Hostelling International (HI) is a non-governmental, not-for-profit organisation working with UNESCO and the World Tourism Organisation UNWTO. Formerly known as the International Youth Hostel Federation, Hostelling International has 60 member associations operating over 2,650 hostels around the world.

==Origins of the International Youth Hostel Federation==
Richard Schirrmann, a German schoolteacher, opened the first youth hostel on 1 June 1912 in Altena Castle, in northwest Germany, with the goal of providing affordable accommodation to youth travelling the country. More hostels were opened in Germany throughout the 1910s, and Schirrmann founded the German Youth Hostel Association in 1919.
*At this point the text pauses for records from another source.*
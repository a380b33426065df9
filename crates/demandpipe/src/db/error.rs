//! Database error types.

use std::path::PathBuf;
use thiserror::Error;

/// Errors from database operations.
#[derive(Error, Debug)]
pub enum DatabaseError {
    /// SQLite error from rusqlite.
    #[error("SQLite error: {0}")]
    Sqlite(#[from] rusqlite::Error),

    /// IO error when creating directories or files.
    #[error("IO error for path '{path}': {source}")]
    Io {
        path: PathBuf,
        #[source]
        source: std::io::Error,
    },

    /// A migration failed to apply.
    #[error("Migration failed at version {version}: {reason}")]
    Migration { version: u32, reason: String },

    /// The database lock was poisoned.
    #[error("Database lock poisoned")]
    LockPoisoned,

    #[error("DemandFile with id {0} not found")]
    DemandFileNotFound(String),

    #[error("File path not found for DemandFile {0}")]
    MissingFilePath(String),
}
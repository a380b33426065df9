//! Isolated environment for running jobs end to end.
//!
//! Each harness gets its own temp directory holding an `uploads/` tree, an
//! `outputs/` tree and a SQLite file, plus a seeded demand note and job.

#![allow(dead_code)]

use std::path::{Path, PathBuf};
use std::sync::Arc;

use tempfile::TempDir;

use demandpipe::config::Config;
use demandpipe::db::demand_file_repo::{self, DemandFileRow};
use demandpipe::db::job_repo::{self, JobRow};
use demandpipe::db::task_repo::{self, TaskRow};
use demandpipe::db::{note_repo, Database, JobStatus};
use demandpipe::pipeline::PipelineConfig;
use demandpipe::worker::{JobReport, JobRunner};

use super::builders::pdf_with_pages;

pub const NOTE_ID: &str = "note-1";
pub const JOB_ID: &str = "job-1";

pub struct TestHarness {
    temp_dir: TempDir,
    pub uploads_dir: PathBuf,
    pub outputs_dir: PathBuf,
    pub db_path: PathBuf,
    pub db: Database,
    pub config: Config,
}

impl TestHarness {
    /// Creates a harness with a single worker.
    pub fn new() -> Self {
        Self::with_workers(1)
    }

    pub fn with_workers(worker_count: usize) -> Self {
        let temp_dir = TempDir::new().expect("Failed to create temp directory");
        let base = temp_dir.path();

        let uploads_dir = base.join("uploads");
        let outputs_dir = base.join("data");
        std::fs::create_dir_all(&uploads_dir).expect("Failed to create uploads dir");

        let db_path = base.join("db").join("demandpipe.db");
        let db = Database::open(&db_path).expect("Failed to open database");
        note_repo::insert(&db, NOTE_ID, Some("Doe v. Roe")).expect("Failed to insert note");
        job_repo::insert(&db, &JobRow::new(JOB_ID, Some(NOTE_ID.to_string())))
            .expect("Failed to insert job");

        let config = Config {
            database_path: Some(db_path.to_string_lossy().into_owned()),
            uploads_base_dir: Some(uploads_dir.to_string_lossy().into_owned()),
            outputs_base_dir: Some(outputs_dir.to_string_lossy().into_owned()),
            worker_count,
            ..Default::default()
        };

        Self {
            temp_dir,
            uploads_dir,
            outputs_dir,
            db_path,
            db,
            config,
        }
    }

    pub fn path(&self) -> &Path {
        self.temp_dir.path()
    }

    pub fn pipeline_config(&self) -> Arc<PipelineConfig> {
        Arc::new(PipelineConfig::with_working_directory(
            &self.config,
            self.temp_dir.path().to_path_buf(),
        ))
    }

    /// Writes a PDF under `uploads/` and registers it as a demand file whose
    /// stored path is `/<file_name>`.
    pub fn add_pdf(&self, demand_file_id: &str, file_name: &str, pages: &[&str]) {
        self.write_pdf(file_name, pages);
        self.register_file(demand_file_id, file_name);
    }

    /// Writes (or replaces) the PDF bytes of an already registered file.
    pub fn write_pdf(&self, file_name: &str, pages: &[&str]) {
        std::fs::write(self.uploads_dir.join(file_name), pdf_with_pages(pages))
            .expect("Failed to write PDF");
    }

    /// Registers a demand file without writing anything to disk.
    pub fn register_file(&self, demand_file_id: &str, file_name: &str) {
        let mut file = DemandFileRow::new(demand_file_id, NOTE_ID, file_name);
        file.file_path = Some(format!("/{}", file_name));
        demand_file_repo::insert(&self.db, &file).expect("Failed to insert demand file");
    }

    pub fn create_tasks(&self) -> usize {
        task_repo::create_tasks_for_job(&self.db, JOB_ID).expect("Failed to create tasks")
    }

    pub fn run_job(&self) -> JobReport {
        JobRunner::new(self.db.clone(), self.pipeline_config())
            .run(JOB_ID)
            .expect("Job runner failed")
    }

    pub fn job_status(&self) -> JobStatus {
        job_repo::find_by_id(&self.db, JOB_ID)
            .expect("Failed to query job")
            .expect("Job missing")
            .status
    }

    pub fn tasks(&self) -> Vec<TaskRow> {
        task_repo::tasks_for_job(&self.db, JOB_ID).expect("Failed to query tasks")
    }

    pub fn task_for(&self, demand_file_id: &str) -> TaskRow {
        self.tasks()
            .into_iter()
            .find(|t| t.demand_file_id.as_deref() == Some(demand_file_id))
            .expect("No task for demand file")
    }

    /// Base output directory for a file of the seeded job.
    pub fn output_base(&self, stem: &str) -> PathBuf {
        self.outputs_dir.join("outputs").join(JOB_ID).join(stem)
    }
}

impl Default for TestHarness {
    fn default() -> Self {
        Self::new()
    }
}
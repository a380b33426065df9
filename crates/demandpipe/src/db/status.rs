//! Status columns stored as lowercase text.

use std::fmt;
use std::str::FromStr;

use rusqlite::types::{FromSql, FromSqlError, FromSqlResult, ToSql, ToSqlOutput, ValueRef};
use serde::Serialize;
use thiserror::Error;

#[derive(Error, Debug, Clone, PartialEq, Eq)]
#[error("Unknown {kind} status '{value}'")]
pub struct ParseStatusError {
    kind: &'static str,
    value: String,
}

/// Lifecycle of a `Job` row.
#[derive(Debug, Clone, Copy, PartialEq, Eq, Hash, Serialize)]
#[serde(rename_all = "snake_case")]
pub enum JobStatus {
    Pending,
    InProgress,
    Completed,
    Failed,
}

/// Lifecycle of a `Task` row.
#[derive(Debug, Clone, Copy, PartialEq, Eq, Hash, Serialize)]
#[serde(rename_all = "snake_case")]
pub enum TaskStatus {
    Pending,
    InProgress,
    Completed,
    Failed,
}

impl TaskStatus {
    /// Completed or failed.
    pub fn is_terminal(self) -> bool {
        matches!(self, TaskStatus::Completed | TaskStatus::Failed)
    }
}

/// Whether a demand file (and the task processing it) has produced its output.
#[derive(Debug, Clone, Copy, PartialEq, Eq, Hash, Serialize)]
#[serde(rename_all = "snake_case")]
pub enum SummaryStatus {
    NotSummarized,
    Summarized,
}

macro_rules! text_status {
    ($ty:ident, $kind:literal, { $($variant:ident => $text:literal),+ $(,)? }) => {
        impl $ty {
            pub fn as_str(self) -> &'static str {
                match self {
                    $($ty::$variant => $text,)+
                }
            }
        }

        impl fmt::Display for $ty {
            fn fmt(&self, f: &mut fmt::Formatter<'_>) -> fmt::Result {
                f.write_str(self.as_str())
            }
        }

        impl FromStr for $ty {
            type Err = ParseStatusError;

            fn from_str(s: &str) -> Result<Self, Self::Err> {
                match s {
                    $($text => Ok($ty::$variant),)+
                    other => Err(ParseStatusError {
                        kind: $kind,
                        value: other.to_string(),
                    }),
                }
            }
        }

        impl ToSql for $ty {
            fn to_sql(&self) -> rusqlite::Result<ToSqlOutput<'_>> {
                Ok(ToSqlOutput::from(self.as_str()))
            }
        }

        impl FromSql for $ty {
            fn column_result(value: ValueRef<'_>) -> FromSqlResult<Self> {
                value
                    .as_str()?
                    .parse()
                    .map_err(|e| FromSqlError::Other(Box::new(e)))
            }
        }
    };
}

text_status!(JobStatus, "job", {
    Pending => "pending",
    InProgress => "in_progress",
    Completed => "completed",
    Failed => "failed",
});

text_status!(TaskStatus, "task", {
    Pending => "pending",
    InProgress => "in_progress",
    Completed => "completed",
    Failed => "failed",
});

text_status!(SummaryStatus, "summary", {
    NotSummarized => "not_summarized",
    Summarized => "summarized",
});
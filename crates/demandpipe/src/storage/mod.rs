pub mod filesystem;
pub mod layout;

pub use filesystem::{ExtractDirs, FileStorage, CHUNKS_DIR, RAW_EXTRACT_DIR};
pub use layout::{job_output_directory, sanitize_file_stem, OutputLayout, OutputRoots};
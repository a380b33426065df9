use std::path::PathBuf;

use thiserror::Error;

#[derive(Error, Debug)]
pub enum LetterError {
    #[error("Metadata JSON not found: {0}")]
    MetadataNotFound(PathBuf),

    #[error("Failed to read metadata '{path}': {source}")]
    ReadMetadata {
        path: PathBuf,
        #[source]
        source: std::io::Error,
    },

    #[error("Failed to parse metadata JSON: {0}")]
    ParseMetadata(#[from] serde_json::Error),

    #[error("Metadata is missing required field '{0}'")]
    MissingField(&'static str),

    #[error("Invalid date in '{field}': {value}")]
    InvalidDate { field: &'static str, value: String },

    #[error("Failed to build DOCX: {0}")]
    Docx(String),

    #[error("Failed to write document '{path}': {source}")]
    WriteDocument {
        path: PathBuf,
        #[source]
        source: std::io::Error,
    },
}
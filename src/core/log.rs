use crate::db::log::{LogRow, read_log};
use crate::db::pool::DbPool;
use crate::errors::{AppError, AppResult};
use crate::ui::messages::{info, no_color};
use ansi_term::Colour;
use regex::Regex;

const MAX_OP_WIDTH: usize = 60;

/// ANSI colour for each logged operation
fn color_for_operation(op: &str) -> Colour {
    match op {
        "upload" => Colour::Green,
        "reset" => Colour::Red,
        "export" => Colour::Blue,
        "migration_applied" => Colour::Purple,
        "init" => Colour::RGB(255, 153, 51), // orange
        _ => Colour::White,
    }
}

/// `operation (target)`, cut to `MAX_OP_WIDTH` visible chars.
fn op_label(row: &LogRow) -> String {
    let full = if row.target.is_empty() {
        row.operation.clone()
    } else {
        format!("{} ({})", row.operation, row.target)
    };

    if full.chars().count() > MAX_OP_WIDTH {
        let mut s: String = full.chars().take(MAX_OP_WIDTH - 3).collect();
        s.push_str("...");
        s
    } else {
        full
    }
}

/// Migrations write SQLite `datetime('now')`, commands write RFC 3339.
fn display_date(raw: &str) -> String {
    chrono::DateTime::parse_from_rfc3339(raw)
        .map(|dt| dt.format("%F %T").to_string())
        .unwrap_or_else(|_| raw.to_string())
}

pub struct LogLogic;

impl LogLogic {
    pub fn print_log(pool: &DbPool, limit: Option<usize>) -> AppResult<()> {
        let rows = read_log(&pool.conn, limit)?;

        if rows.is_empty() {
            info("Internal log is empty.");
            return Ok(());
        }

        let ansi = Regex::new(r"\x1B\[[0-9;]*[mK]")
            .map_err(|e| AppError::Other(format!("invalid ANSI pattern: {e}")))?;

        let labels: Vec<String> = rows.iter().map(op_label).collect();
        let dates: Vec<String> = rows.iter().map(|r| display_date(&r.date)).collect();

        let op_w = labels.iter().map(|l| l.chars().count()).max().unwrap_or(10);
        let id_w = rows.iter().map(|r| r.id.to_string().len()).max().unwrap_or(1);
        let date_w = dates.iter().map(|d| d.len()).max().unwrap_or(10);

        println!("📜 Internal log:\n");

        for ((row, label), date) in rows.iter().zip(&labels).zip(&dates) {
            // Only the operation word is coloured
            let colored = if no_color() {
                label.clone()
            } else {
                let color = color_for_operation(&row.operation);
                match label.split_once(' ') {
                    Some((op, rest)) => format!("{} {}", color.paint(op), rest),
                    None => color.paint(label.as_str()).to_string(),
                }
            };

            let visible = ansi.replace_all(&colored, "").chars().count();
            let padding = " ".repeat(op_w.saturating_sub(visible));

            println!(
                "{:>id_w$}: {:<date_w$} | {}{} => {}",
                row.id, date, colored, padding, row.message
            );
        }

        Ok(())
    }
}
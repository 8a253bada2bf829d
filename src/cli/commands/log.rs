use crate::cli::parser::Commands;
use crate::config::Config;
use crate::core::log::LogLogic;
use crate::db::pool::DbPool;
use crate::errors::AppResult;
use crate::ui::messages::info;

pub fn handle(cmd: &Commands, cfg: &Config) -> AppResult<()> {
    if let Commands::Log { print, last } = cmd {
        if !*print {
            info("Nothing to do: use `rweekhours log --print [--last N]`.");
            return Ok(());
        }

        let pool = DbPool::new(&cfg.database)?;
        LogLogic::print_log(&pool, *last)?;
    }

    Ok(())
}
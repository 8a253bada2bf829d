//! Interpretation of check-in/check-out cells.
//!
//! Accepts the date-time and time layouts seen in attendance exports, Excel
//! serial numbers and native spreadsheet date cells.

use crate::loader::raw_table::RawCell;
use chrono::{DateTime, NaiveDate, NaiveDateTime, NaiveTime, TimeDelta};
use thiserror::Error;

const DATETIME_FORMATS: [&str; 14] = [
    "%Y-%m-%dT%H:%M:%S",
    "%Y-%m-%d %H:%M:%S",
    "%Y-%m-%dT%H:%M",
    "%Y-%m-%d %H:%M",
    "%Y-%m-%d %I:%M %p",
    "%Y-%m-%d %I:%M%p",
    "%d-%m-%Y %H:%M:%S",
    "%d-%m-%Y %H:%M",
    "%m/%d/%Y %H:%M:%S",
    "%m/%d/%Y %H:%M",
    "%m/%d/%Y %I:%M:%S %p",
    "%m/%d/%Y %I:%M %p",
    "%m/%d/%Y %I:%M%p",
    "%d.%m.%Y %H:%M",
];

const TIME_FORMATS: [&str; 5] = ["%H:%M:%S", "%H:%M", "%I:%M:%S %p", "%I:%M %p", "%I:%M%p"];

/// Largest serial Excel accepts (9999-12-31).
const MAX_EXCEL_SERIAL: f64 = 2_958_465.0;

const SECONDS_PER_DAY: i64 = 86_400;

/// Cell content that is not a recognizable timestamp.
#[derive(Error, Debug, Clone, PartialEq)]
#[error("not a timestamp: '{0}'")]
pub struct UnreadableCell(pub String);

/// A parsed timestamp cell: either a full date-time or a bare time of day.
#[derive(Debug, Clone, Copy, PartialEq, Eq)]
pub enum Stamp {
    DateTime(NaiveDateTime),
    Time(NaiveTime),
}

impl Stamp {
    pub fn date(&self) -> Option<NaiveDate> {
        match self {
            Stamp::DateTime(dt) => Some(dt.date()),
            Stamp::Time(_) => None,
        }
    }

    /// Places the stamp on a date: date-times keep their own date, bare
    /// times go on `anchor`.
    pub fn on(&self, anchor: NaiveDate) -> NaiveDateTime {
        match self {
            Stamp::DateTime(dt) => *dt,
            Stamp::Time(t) => anchor.and_time(*t),
        }
    }
}

/// Day 0 of the Excel 1900 date system.
pub fn excel_epoch() -> NaiveDate {
    NaiveDate::from_ymd_opt(1899, 12, 30).expect("1899-12-30 is a valid date")
}

/// Parses one cell; `Ok(None)` for empty cells.
pub fn parse_cell(cell: &RawCell) -> Result<Option<Stamp>, UnreadableCell> {
    let stamp = match cell {
        RawCell::Empty => return Ok(None),
        RawCell::DateTime(dt) => Some(Stamp::DateTime(*dt)),
        RawCell::Number(n) => excel_serial_to_stamp(*n),
        RawCell::Text(s) => parse_text(s),
    };
    stamp
        .map(Some)
        .ok_or_else(|| UnreadableCell(cell.to_string()))
}

fn parse_text(s: &str) -> Option<Stamp> {
    let s = s.trim();

    if let Ok(dt) = DateTime::parse_from_rfc3339(s) {
        return Some(Stamp::DateTime(dt.naive_local()));
    }

    for fmt in DATETIME_FORMATS.iter() {
        if let Ok(dt) = NaiveDateTime::parse_from_str(s, fmt) {
            return Some(Stamp::DateTime(dt));
        }
    }

    for fmt in TIME_FORMATS.iter() {
        if let Ok(t) = NaiveTime::parse_from_str(s, fmt) {
            return Some(Stamp::Time(t));
        }
    }

    // Serials exported as text. Whole numbers are rejected: in a text
    // column "8" means hours far more often than 1900-01-07.
    s.parse::<f64>()
        .ok()
        .filter(|n| n.fract() != 0.0)
        .and_then(excel_serial_to_stamp)
}

/// Converts an Excel serial (days since 1899-12-30, fraction = time of day)
/// to a stamp, rounded to the second. Serials below 1 are times only and
/// never round up into the next day.
pub fn excel_serial_to_stamp(serial: f64) -> Option<Stamp> {
    if !serial.is_finite() || !(0.0..=MAX_EXCEL_SERIAL).contains(&serial) {
        return None;
    }

    let seconds = (serial * SECONDS_PER_DAY as f64).round() as i64;

    if serial < 1.0 {
        let seconds = seconds.min(SECONDS_PER_DAY - 1) as u32;
        return NaiveTime::from_num_seconds_from_midnight_opt(seconds, 0).map(Stamp::Time);
    }

    let dt = excel_epoch().and_hms_opt(0, 0, 0)? + TimeDelta::seconds(seconds);
    Some(Stamp::DateTime(dt))
}
use crate::cli::commands::{load_options, log_quietly, report_rejected};
use crate::cli::parser::Commands;
use crate::config::Config;
use crate::core::Aggregator;
use crate::db::pool::DbPool;
use crate::db::queries::{load_session_state, save_upload, week_already_uploaded};
use crate::errors::AppResult;
use crate::loader::load_upload;
use crate::ui::messages::{header, info, success, warning};
use crate::ui::render::weekly_table;
use crate::utils::date::{parse_week_label, today, week_label};
use crate::utils::path::expand_tilde;

/// Handle the `upload` command: one file in, one aggregation pass, the
/// updated cumulative totals stored back into the session.
pub fn handle(cmd: &Commands, cfg: &Config) -> AppResult<()> {
    if let Commands::Upload { file, week, input } = cmd {
        let target = cfg.target_minutes()?;
        let opts = load_options(input, cfg);

        // Parse everything before touching the session: a malformed file
        // leaves the stored totals as they were.
        let upload = load_upload(&expand_tilde(file), &opts)?;
        report_rejected(&upload);

        let label = match week {
            Some(w) => parse_week_label(w)?,
            None => week_label(upload.first_date.unwrap_or_else(today)),
        };

        if upload.records.is_empty() {
            warning(format!("No valid attendance records in {}.", upload.source));
            return Ok(());
        }

        let mut pool = DbPool::new(&cfg.database)?;

        if week_already_uploaded(&pool.conn, &label)? {
            warning(format!(
                "{label} was already uploaded in this session: its minutes are added again."
            ));
        }

        let state = load_session_state(&pool.conn)?;
        let (rows, next_state) = Aggregator::new(target).aggregate(&upload.records, &state);

        save_upload(&mut pool.conn, &label, &upload.source, &rows, &next_state)?;

        log_quietly(
            &pool.conn,
            "upload",
            &label,
            &format!(
                "{} records, {} students from {}",
                upload.records.len(),
                rows.len(),
                upload.source
            ),
        );

        header(format!("{label} ({})", upload.source));
        print!("{}", weekly_table(&rows, cfg.separator()));
        println!();

        if !upload.rejected.is_empty() {
            info(format!("{} row(s) skipped.", upload.rejected.len()));
        }
        success(format!("{label} added: {} student(s).", rows.len()));
    }

    Ok(())
}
Other countries in Europe adopted this concept, which led to the founding of the International Youth Hostel Federation (IYHF) in October 1932 in Amsterdam by representatives from Switzerland, Czechoslovakia, Germany, Poland, Netherlands, Norway, Denmark, Britain, Ireland, France, and Belgium. Schirrmann, who became president in 1933, resigned in 1936 when the Government of Nazi Germany forced him out while the hostels were put under control of the Hitler Youth.

Throughout the 1950s, the hostel concept spread to Asia, Africa, and Latin America. By 1977, the international hostel network had reached a total of 500 million overnight stays, and by 1997, it counted one billion stays.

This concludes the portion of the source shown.